++++ Given entries
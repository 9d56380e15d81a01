//! API error type and the failure half of the uniform envelope.

use axum::{
  Json,
  http::StatusCode,
  response::{IntoResponse, Response},
};
use serde_json::json;
use thiserror::Error;

/// An error returned by an API handler.
///
/// Serialised as `{"success":false,"error":<message>}` so the contact form
/// handles exactly one failure shape regardless of the underlying cause.
#[derive(Debug, Error)]
pub enum ApiError {
  #[error("{0}")]
  Gateway(#[from] letterbox_core::Error),
}

impl IntoResponse for ApiError {
  fn into_response(self) -> Response {
    use letterbox_core::Error;
    let status = match &self {
      ApiError::Gateway(Error::Validation(_)) => StatusCode::UNPROCESSABLE_ENTITY,
      ApiError::Gateway(Error::NotFound(_)) => StatusCode::NOT_FOUND,
      ApiError::Gateway(Error::Store(_)) => StatusCode::BAD_GATEWAY,
    };
    (
      status,
      Json(json!({ "success": false, "error": self.to_string() })),
    )
      .into_response()
  }
}
//! Submission types — the single persisted entity of the system.
//!
//! A submission is immutable once created except for its [`SubmissionStatus`],
//! which is moved along the admin workflow through a separate operation. The
//! caller supplies only the four form fields; `status` and `created_at` are
//! stamped by the gateway, and `id` is assigned by the store on insert.

use chrono::{DateTime, Utc};
use serde::{Deserialize, Serialize};
use uuid::Uuid;
use validator::Validate;

/// Where a submission sits in the admin workflow.
///
/// Every record starts as `New`. Any status may move to any other — the
/// workflow imposes no transition restrictions.
#[derive(
  Debug, Clone, Copy, PartialEq, Eq, Default, Serialize, Deserialize,
)]
#[serde(rename_all = "lowercase")]
pub enum SubmissionStatus {
  #[default]
  New,
  Read,
  Replied,
}

/// The four fields collected by the contact form.
///
/// Validated by the gateway before anything is sent to the store: all fields
/// must be non-empty after trimming, and the email must be format-valid.
#[derive(Debug, Clone, Deserialize, Validate)]
pub struct NewSubmission {
  #[validate(length(min = 1, message = "name must not be empty"))]
  pub name:    String,
  #[validate(email(message = "email address is not valid"))]
  pub email:   String,
  #[validate(length(min = 1, message = "subject must not be empty"))]
  pub subject: String,
  #[validate(length(min = 1, message = "message must not be empty"))]
  pub message: String,
}

impl NewSubmission {
  /// Strip surrounding whitespace from every field, so that a blank-but-
  /// padded field fails the non-empty checks.
  pub fn trimmed(self) -> Self {
    Self {
      name:    self.name.trim().to_string(),
      email:   self.email.trim().to_string(),
      subject: self.subject.trim().to_string(),
      message: self.message.trim().to_string(),
    }
  }

  /// Stamp the input into an insertable record: `status` starts at `New` and
  /// `created_at` is the moment of submission.
  pub fn into_record(self, created_at: DateTime<Utc>) -> SubmissionRecord {
    SubmissionRecord {
      name: self.name,
      email: self.email,
      subject: self.subject,
      message: self.message,
      status: SubmissionStatus::New,
      created_at,
    }
  }
}

/// The insert payload — everything except the store-assigned `id`.
#[derive(Debug, Clone, Serialize)]
pub struct SubmissionRecord {
  pub name:       String,
  pub email:      String,
  pub subject:    String,
  pub message:    String,
  pub status:     SubmissionStatus,
  pub created_at: DateTime<Utc>,
}

/// A persisted contact-form submission, as returned by the store.
#[derive(Debug, Clone, Serialize, Deserialize)]
pub struct ContactSubmission {
  pub id:         Uuid,
  pub name:       String,
  pub email:      String,
  pub subject:    String,
  pub message:    String,
  pub status:     SubmissionStatus,
  pub created_at: DateTime<Utc>,
}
++++++++
> [What needs to be done]: Collect each line above holding the string "Clone".

> [Answer for the task]:
  Debug, Clone, Copy, PartialEq, Eq, Default, Serialize, Deserialize,
#[derive(Debug, Clone, Deserialize, Validate)]
#[derive(Debug, Clone, Serialize)]
#[derive(Debug, Clone, Serialize, Deserialize)]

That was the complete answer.